[Dataset entries]
········

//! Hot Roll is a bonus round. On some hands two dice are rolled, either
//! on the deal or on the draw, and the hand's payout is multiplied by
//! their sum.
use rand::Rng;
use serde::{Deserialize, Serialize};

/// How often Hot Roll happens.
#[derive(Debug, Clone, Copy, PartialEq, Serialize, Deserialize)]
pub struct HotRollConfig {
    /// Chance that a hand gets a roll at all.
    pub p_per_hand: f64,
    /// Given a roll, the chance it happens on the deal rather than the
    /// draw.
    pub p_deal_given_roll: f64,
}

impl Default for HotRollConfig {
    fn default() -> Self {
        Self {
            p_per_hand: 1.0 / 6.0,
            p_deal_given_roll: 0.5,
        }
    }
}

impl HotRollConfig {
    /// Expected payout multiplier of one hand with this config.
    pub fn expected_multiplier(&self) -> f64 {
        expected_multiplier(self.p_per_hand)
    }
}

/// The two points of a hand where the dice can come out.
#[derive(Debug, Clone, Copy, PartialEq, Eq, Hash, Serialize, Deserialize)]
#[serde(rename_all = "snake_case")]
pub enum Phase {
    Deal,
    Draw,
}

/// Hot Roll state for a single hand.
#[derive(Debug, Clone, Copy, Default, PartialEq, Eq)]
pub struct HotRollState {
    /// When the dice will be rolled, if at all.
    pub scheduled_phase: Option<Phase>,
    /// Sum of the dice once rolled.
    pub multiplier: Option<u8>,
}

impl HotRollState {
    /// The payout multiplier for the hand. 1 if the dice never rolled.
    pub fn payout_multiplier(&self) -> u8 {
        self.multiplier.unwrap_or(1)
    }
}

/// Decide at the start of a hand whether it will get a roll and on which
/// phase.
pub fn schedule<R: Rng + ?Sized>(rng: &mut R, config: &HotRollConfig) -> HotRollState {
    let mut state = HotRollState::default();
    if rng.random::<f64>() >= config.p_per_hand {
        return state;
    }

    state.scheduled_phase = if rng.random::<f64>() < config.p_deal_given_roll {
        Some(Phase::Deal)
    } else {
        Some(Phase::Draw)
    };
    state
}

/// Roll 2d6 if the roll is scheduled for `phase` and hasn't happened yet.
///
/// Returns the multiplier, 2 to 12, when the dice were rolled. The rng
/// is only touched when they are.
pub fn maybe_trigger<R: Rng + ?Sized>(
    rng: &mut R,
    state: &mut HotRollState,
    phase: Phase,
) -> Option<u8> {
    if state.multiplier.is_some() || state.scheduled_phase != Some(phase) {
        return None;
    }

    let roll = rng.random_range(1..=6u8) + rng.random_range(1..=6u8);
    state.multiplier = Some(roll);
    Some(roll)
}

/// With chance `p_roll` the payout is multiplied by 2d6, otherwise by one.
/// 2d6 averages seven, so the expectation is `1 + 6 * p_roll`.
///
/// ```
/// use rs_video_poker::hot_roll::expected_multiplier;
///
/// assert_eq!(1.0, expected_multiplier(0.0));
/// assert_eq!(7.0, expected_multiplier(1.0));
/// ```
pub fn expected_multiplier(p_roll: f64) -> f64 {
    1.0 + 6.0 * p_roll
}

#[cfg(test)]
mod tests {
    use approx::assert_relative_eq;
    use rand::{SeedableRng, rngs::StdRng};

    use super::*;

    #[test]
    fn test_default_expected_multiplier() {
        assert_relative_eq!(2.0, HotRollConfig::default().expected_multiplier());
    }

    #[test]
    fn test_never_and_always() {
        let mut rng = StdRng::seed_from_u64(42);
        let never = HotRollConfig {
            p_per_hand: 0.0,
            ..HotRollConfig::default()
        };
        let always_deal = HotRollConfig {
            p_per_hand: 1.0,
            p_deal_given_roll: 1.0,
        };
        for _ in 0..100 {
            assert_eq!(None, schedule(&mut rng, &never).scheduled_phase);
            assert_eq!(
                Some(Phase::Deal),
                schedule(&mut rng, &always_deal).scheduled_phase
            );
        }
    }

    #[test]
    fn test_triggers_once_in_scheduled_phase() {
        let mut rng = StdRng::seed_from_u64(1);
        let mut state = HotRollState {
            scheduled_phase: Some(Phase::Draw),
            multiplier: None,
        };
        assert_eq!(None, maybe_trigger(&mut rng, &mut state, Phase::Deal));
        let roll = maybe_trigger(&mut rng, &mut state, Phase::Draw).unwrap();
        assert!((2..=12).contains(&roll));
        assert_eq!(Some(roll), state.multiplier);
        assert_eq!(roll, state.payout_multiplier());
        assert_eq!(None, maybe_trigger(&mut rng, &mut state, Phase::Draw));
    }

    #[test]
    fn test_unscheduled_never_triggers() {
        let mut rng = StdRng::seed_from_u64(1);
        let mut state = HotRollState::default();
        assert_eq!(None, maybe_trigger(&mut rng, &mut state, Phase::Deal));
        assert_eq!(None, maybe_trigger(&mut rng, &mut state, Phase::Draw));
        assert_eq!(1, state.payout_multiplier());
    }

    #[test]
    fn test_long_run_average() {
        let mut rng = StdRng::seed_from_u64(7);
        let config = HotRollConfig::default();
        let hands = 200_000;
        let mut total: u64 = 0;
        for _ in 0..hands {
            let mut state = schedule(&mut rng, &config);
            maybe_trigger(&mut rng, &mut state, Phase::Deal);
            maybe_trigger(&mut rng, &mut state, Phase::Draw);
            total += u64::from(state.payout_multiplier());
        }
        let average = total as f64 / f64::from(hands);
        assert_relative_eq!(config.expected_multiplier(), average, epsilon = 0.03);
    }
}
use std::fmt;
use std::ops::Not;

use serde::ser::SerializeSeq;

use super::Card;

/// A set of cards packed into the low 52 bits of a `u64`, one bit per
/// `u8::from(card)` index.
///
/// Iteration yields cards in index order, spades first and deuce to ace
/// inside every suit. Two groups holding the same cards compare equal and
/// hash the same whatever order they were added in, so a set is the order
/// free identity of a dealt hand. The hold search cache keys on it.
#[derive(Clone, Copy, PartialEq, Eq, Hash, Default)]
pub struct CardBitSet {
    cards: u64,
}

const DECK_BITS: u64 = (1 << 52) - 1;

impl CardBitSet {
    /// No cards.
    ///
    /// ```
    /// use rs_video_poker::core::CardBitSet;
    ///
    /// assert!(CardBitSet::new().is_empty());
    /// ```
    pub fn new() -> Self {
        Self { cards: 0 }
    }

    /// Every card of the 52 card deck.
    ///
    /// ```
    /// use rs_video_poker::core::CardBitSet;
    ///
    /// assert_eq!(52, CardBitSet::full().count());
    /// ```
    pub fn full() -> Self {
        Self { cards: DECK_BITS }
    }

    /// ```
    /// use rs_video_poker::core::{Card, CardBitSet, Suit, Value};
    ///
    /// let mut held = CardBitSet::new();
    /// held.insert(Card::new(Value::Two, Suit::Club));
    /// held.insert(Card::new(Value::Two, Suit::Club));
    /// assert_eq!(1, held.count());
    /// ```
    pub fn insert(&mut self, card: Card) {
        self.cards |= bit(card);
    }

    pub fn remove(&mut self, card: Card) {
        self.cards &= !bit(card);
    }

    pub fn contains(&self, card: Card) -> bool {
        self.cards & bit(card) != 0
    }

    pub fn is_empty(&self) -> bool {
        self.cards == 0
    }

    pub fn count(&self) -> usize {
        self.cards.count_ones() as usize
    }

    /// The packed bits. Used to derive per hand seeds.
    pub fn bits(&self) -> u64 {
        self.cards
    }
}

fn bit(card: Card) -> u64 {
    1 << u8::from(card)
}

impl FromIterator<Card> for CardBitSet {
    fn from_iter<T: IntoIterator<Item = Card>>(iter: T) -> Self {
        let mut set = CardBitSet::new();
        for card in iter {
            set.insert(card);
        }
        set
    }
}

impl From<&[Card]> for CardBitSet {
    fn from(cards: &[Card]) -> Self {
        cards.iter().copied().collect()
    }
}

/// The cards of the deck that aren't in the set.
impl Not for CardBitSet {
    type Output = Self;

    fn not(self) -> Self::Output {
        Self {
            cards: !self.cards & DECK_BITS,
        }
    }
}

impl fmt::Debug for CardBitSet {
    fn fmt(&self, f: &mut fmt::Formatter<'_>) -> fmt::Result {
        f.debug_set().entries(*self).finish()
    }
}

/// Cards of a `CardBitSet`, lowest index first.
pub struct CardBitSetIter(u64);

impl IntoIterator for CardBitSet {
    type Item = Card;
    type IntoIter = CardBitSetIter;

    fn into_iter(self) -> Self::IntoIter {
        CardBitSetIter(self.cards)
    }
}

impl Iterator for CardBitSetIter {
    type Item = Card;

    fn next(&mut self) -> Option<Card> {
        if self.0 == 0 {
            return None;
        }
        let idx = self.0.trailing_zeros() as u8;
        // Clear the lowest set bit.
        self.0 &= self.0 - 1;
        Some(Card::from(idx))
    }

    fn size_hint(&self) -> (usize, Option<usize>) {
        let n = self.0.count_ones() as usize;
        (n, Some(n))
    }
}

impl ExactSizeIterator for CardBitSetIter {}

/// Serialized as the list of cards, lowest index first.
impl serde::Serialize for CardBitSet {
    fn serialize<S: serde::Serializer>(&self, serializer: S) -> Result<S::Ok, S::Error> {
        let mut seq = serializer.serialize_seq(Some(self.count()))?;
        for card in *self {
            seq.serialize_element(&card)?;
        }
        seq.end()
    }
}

········

TO DO ▸ Copy every line of the entries in which "IntoIterator" can be found.

RESPONSE TO THIS TASK ▸
    fn from_iter<T: IntoIterator<Item = Card>>(iter: T) -> Self {
impl IntoIterator for CardBitSet {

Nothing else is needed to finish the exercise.